In full and without alteration, transcribe the listing.

Data records START

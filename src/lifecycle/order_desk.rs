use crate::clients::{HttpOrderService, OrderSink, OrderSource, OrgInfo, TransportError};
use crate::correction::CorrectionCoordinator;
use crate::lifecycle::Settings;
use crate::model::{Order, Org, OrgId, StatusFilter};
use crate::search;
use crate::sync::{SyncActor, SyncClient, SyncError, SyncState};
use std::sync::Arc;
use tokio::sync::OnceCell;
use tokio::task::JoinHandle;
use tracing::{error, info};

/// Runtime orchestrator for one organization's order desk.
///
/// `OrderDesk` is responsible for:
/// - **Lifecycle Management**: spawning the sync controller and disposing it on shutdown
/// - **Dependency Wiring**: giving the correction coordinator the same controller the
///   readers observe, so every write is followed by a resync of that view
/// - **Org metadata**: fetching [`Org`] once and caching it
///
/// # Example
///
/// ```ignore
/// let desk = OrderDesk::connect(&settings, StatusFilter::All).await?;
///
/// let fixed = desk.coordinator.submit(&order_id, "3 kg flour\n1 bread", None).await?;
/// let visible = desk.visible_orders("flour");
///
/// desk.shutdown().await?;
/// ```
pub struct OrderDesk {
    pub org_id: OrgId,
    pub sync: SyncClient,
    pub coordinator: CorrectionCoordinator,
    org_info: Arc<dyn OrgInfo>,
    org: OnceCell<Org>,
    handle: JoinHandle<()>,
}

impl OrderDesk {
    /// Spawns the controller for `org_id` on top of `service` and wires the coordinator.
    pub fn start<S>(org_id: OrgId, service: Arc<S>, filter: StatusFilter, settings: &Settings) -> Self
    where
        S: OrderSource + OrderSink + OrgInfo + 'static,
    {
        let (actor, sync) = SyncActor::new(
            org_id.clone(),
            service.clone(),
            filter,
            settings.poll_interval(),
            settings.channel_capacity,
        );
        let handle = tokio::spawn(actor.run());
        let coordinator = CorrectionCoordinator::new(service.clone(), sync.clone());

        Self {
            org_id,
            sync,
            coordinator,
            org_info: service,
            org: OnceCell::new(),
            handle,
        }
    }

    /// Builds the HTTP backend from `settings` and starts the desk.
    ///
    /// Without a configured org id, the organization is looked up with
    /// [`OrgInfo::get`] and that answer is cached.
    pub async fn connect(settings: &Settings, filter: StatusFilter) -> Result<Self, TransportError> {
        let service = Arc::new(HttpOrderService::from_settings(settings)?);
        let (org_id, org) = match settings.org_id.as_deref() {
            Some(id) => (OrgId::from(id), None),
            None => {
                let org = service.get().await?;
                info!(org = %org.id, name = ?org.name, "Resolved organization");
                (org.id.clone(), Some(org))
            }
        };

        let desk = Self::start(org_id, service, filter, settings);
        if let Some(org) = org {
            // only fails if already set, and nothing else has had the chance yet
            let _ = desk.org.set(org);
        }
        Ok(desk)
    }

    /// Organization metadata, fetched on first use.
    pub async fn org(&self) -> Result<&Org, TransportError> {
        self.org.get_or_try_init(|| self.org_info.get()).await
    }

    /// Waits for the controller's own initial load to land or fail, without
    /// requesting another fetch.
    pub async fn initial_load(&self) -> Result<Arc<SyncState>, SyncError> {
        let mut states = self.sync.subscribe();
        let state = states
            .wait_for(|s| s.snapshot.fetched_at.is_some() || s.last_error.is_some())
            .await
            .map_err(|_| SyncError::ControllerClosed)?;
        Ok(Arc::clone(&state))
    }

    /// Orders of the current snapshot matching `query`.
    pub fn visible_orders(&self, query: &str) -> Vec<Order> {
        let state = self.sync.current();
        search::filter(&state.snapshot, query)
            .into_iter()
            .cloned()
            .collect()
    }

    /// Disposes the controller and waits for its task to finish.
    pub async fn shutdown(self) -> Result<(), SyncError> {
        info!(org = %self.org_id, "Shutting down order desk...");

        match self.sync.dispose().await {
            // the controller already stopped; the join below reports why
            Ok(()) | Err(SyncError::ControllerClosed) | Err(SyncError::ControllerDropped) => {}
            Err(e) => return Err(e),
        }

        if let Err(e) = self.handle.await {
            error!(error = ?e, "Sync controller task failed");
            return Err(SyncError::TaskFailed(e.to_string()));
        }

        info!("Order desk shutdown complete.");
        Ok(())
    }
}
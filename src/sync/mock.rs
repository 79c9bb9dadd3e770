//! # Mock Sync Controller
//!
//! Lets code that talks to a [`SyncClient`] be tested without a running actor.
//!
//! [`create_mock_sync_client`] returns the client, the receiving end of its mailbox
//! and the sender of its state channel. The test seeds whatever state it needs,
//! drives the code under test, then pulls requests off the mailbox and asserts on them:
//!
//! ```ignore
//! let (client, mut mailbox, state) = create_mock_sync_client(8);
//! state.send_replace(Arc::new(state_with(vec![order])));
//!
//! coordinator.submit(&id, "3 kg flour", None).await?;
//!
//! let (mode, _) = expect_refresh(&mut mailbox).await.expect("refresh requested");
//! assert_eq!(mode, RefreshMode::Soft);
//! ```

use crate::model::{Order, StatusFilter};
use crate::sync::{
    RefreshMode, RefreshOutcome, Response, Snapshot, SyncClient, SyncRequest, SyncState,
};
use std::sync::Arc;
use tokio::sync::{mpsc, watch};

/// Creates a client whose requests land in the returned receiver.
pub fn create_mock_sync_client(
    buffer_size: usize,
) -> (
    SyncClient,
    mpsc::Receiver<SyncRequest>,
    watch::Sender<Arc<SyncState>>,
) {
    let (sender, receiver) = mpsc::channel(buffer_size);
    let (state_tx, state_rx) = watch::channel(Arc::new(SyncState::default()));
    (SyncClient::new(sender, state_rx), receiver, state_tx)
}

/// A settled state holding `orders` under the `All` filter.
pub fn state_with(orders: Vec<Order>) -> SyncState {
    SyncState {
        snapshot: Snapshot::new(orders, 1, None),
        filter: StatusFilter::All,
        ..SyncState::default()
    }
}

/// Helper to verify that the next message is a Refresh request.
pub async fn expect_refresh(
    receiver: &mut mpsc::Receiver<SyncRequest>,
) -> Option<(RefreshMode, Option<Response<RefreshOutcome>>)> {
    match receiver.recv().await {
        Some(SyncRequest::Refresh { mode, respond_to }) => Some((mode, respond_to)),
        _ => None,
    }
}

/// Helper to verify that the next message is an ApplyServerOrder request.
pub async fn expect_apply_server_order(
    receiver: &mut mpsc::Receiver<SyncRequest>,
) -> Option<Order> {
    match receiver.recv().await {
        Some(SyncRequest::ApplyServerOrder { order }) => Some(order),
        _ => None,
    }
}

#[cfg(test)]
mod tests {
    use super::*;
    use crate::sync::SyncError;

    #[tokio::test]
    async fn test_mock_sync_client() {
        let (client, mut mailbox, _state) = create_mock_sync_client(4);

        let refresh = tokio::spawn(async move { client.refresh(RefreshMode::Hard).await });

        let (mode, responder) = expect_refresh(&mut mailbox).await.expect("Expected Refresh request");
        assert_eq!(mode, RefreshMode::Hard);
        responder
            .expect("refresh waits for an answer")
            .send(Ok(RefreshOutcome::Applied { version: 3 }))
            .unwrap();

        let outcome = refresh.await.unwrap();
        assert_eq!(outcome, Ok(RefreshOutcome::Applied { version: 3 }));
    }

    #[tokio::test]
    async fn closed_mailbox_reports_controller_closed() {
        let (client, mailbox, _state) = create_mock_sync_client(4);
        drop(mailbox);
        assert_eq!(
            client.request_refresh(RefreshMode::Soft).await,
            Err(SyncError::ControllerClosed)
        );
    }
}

Data records END

**Answer to this exercise**
filename src/lifecycle/order_desk.rs
use crate::clients::{HttpOrderService, OrderSink, OrderSource, OrgInfo, TransportError};
use crate::correction::CorrectionCoordinator;
use crate::lifecycle::Settings;
use crate::model::{Order, Org, OrgId, StatusFilter};
use crate::search;
use crate::sync::{SyncActor, SyncClient, SyncError, SyncState};
use std::sync::Arc;
use tokio::sync::OnceCell;
use tokio::task::JoinHandle;
use tracing::{error, info};

/// Runtime orchestrator for one organization's order desk.
///
/// `OrderDesk` is responsible for:
/// - **Lifecycle Management**: spawning the sync controller and disposing it on shutdown
/// - **Dependency Wiring**: giving the correction coordinator the same controller the
///   readers observe, so every write is followed by a resync of that view
/// - **Org metadata**: fetching [`Org`] once and caching it
///
/// # Example
///
/// ```ignore
/// let desk = OrderDesk::connect(&settings, StatusFilter::All).await?;
///
/// let fixed = desk.coordinator.submit(&order_id, "3 kg flour\n1 bread", None).await?;
/// let visible = desk.visible_orders("flour");
///
/// desk.shutdown().await?;
/// ```
pub struct OrderDesk {
    pub org_id: OrgId,
    pub sync: SyncClient,
    pub coordinator: CorrectionCoordinator,
    org_info: Arc<dyn OrgInfo>,
    org: OnceCell<Org>,
    handle: JoinHandle<()>,
}

impl OrderDesk {
    /// Spawns the controller for `org_id` on top of `service` and wires the coordinator.
    pub fn start<S>(org_id: OrgId, service: Arc<S>, filter: StatusFilter, settings: &Settings) -> Self
    where
        S: OrderSource + OrderSink + OrgInfo + 'static,
    {
        let (actor, sync) = SyncActor::new(
            org_id.clone(),
            service.clone(),
            filter,
            settings.poll_interval(),
            settings.channel_capacity,
        );
        let handle = tokio::spawn(actor.run());
        let coordinator = CorrectionCoordinator::new(service.clone(), sync.clone());

        Self {
            org_id,
            sync,
            coordinator,
            org_info: service,
            org: OnceCell::new(),
            handle,
        }
    }

    /// Builds the HTTP backend from `settings` and starts the desk.
    ///
    /// Without a configured org id, the organization is looked up with
    /// [`OrgInfo::get`] and that answer is cached.
    pub async fn connect(settings: &Settings, filter: StatusFilter) -> Result<Self, TransportError> {
        let service = Arc::new(HttpOrderService::from_settings(settings)?);
        let (org_id, org) = match settings.org_id.as_deref() {
            Some(id) => (OrgId::from(id), None),
            None => {
                let org = service.get().await?;
                info!(org = %org.id, name = ?org.name, "Resolved organization");
                (org.id.clone(), Some(org))
            }
        };

        let desk = Self::start(org_id, service, filter, settings);
        if let Some(org) = org {
            // only fails if already set, and nothing else has had the chance yet
            let _ = desk.org.set(org);
        }
        Ok(desk)
    }

    /// Organization metadata, fetched on first use.
    pub async fn org(&self) -> Result<&Org, TransportError> {
        self.org.get_or_try_init(|| self.org_info.get()).await
    }

    /// Waits for the controller's own initial load to land or fail, without
    /// requesting another fetch.
    pub async fn initial_load(&self) -> Result<Arc<SyncState>, SyncError> {
        let mut states = self.sync.subscribe();
        let state = states
            .wait_for(|s| s.snapshot.fetched_at.is_some() || s.last_error.is_some())
            .await
            .map_err(|_| SyncError::ControllerClosed)?;
        Ok(Arc::clone(&state))
    }

    /// Orders of the current snapshot matching `query`.
    pub fn visible_orders(&self, query: &str) -> Vec<Order> {
        let state = self.sync.current();
        search::filter(&state.snapshot, query)
            .into_iter()
            .cloned()
            .collect()
    }

    /// Disposes the controller and waits for its task to finish.
    pub async fn shutdown(self) -> Result<(), SyncError> {
        info!(org = %self.org_id, "Shutting down order desk...");

        match self.sync.dispose().await {
            // the controller already stopped; the join below reports why
            Ok(()) | Err(SyncError::ControllerClosed) | Err(SyncError::ControllerDropped) => {}
            Err(e) => return Err(e),
        }

        if let Err(e) = self.handle.await {
            error!(error = ?e, "Sync controller task failed");
            return Err(SyncError::TaskFailed(e.to_string()));
        }

        info!("Order desk shutdown complete.");
        Ok(())
    }
}
filename src/sync/mock.rs
repository 79c9bb9dadd3e770
//! # Mock Sync Controller
//!
//! Lets code that talks to a [`SyncClient`] be tested without a running actor.
//!
//! [`create_mock_sync_client`] returns the client, the receiving end of its mailbox
//! and the sender of its state channel. The test seeds whatever state it needs,
//! drives the code under test, then pulls requests off the mailbox and asserts on them:
//!
//! ```ignore
//! let (client, mut mailbox, state) = create_mock_sync_client(8);
//! state.send_replace(Arc::new(state_with(vec![order])));
//!
//! coordinator.submit(&id, "3 kg flour", None).await?;
//!
//! let (mode, _) = expect_refresh(&mut mailbox).await.expect("refresh requested");
//! assert_eq!(mode, RefreshMode::Soft);
//! ```

use crate::model::{Order, StatusFilter};
use crate::sync::{
    RefreshMode, RefreshOutcome, Response, Snapshot, SyncClient, SyncRequest, SyncState,
};
use std::sync::Arc;
use tokio::sync::{mpsc, watch};

/// Creates a client whose requests land in the returned receiver.
pub fn create_mock_sync_client(
    buffer_size: usize,
) -> (
    SyncClient,
    mpsc::Receiver<SyncRequest>,
    watch::Sender<Arc<SyncState>>,
) {
    let (sender, receiver) = mpsc::channel(buffer_size);
    let (state_tx, state_rx) = watch::channel(Arc::new(SyncState::default()));
    (SyncClient::new(sender, state_rx), receiver, state_tx)
}

/// A settled state holding `orders` under the `All` filter.
pub fn state_with(orders: Vec<Order>) -> SyncState {
    SyncState {
        snapshot: Snapshot::new(orders, 1, None),
        filter: StatusFilter::All,
        ..SyncState::default()
    }
}

/// Helper to verify that the next message is a Refresh request.
pub async fn expect_refresh(
    receiver: &mut mpsc::Receiver<SyncRequest>,
) -> Option<(RefreshMode, Option<Response<RefreshOutcome>>)> {
    match receiver.recv().await {
        Some(SyncRequest::Refresh { mode, respond_to }) => Some((mode, respond_to)),
        _ => None,
    }
}

/// Helper to verify that the next message is an ApplyServerOrder request.
pub async fn expect_apply_server_order(
    receiver: &mut mpsc::Receiver<SyncRequest>,
) -> Option<Order> {
    match receiver.recv().await {
        Some(SyncRequest::ApplyServerOrder { order }) => Some(order),
        _ => None,
    }
}

#[cfg(test)]
mod tests {
    use super::*;
    use crate::sync::SyncError;

    #[tokio::test]
    async fn test_mock_sync_client() {
        let (client, mut mailbox, _state) = create_mock_sync_client(4);

        let refresh = tokio::spawn(async move { client.refresh(RefreshMode::Hard).await });

        let (mode, responder) = expect_refresh(&mut mailbox).await.expect("Expected Refresh request");
        assert_eq!(mode, RefreshMode::Hard);
        responder
            .expect("refresh waits for an answer")
            .send(Ok(RefreshOutcome::Applied { version: 3 }))
            .unwrap();

        let outcome = refresh.await.unwrap();
        assert_eq!(outcome, Ok(RefreshOutcome::Applied { version: 3 }));
    }

    #[tokio::test]
    async fn closed_mailbox_reports_controller_closed() {
        let (client, mailbox, _state) = create_mock_sync_client(4);
        drop(mailbox);
        assert_eq!(
            client.request_refresh(RefreshMode::Soft).await,
            Err(SyncError::ControllerClosed)
        );
    }
}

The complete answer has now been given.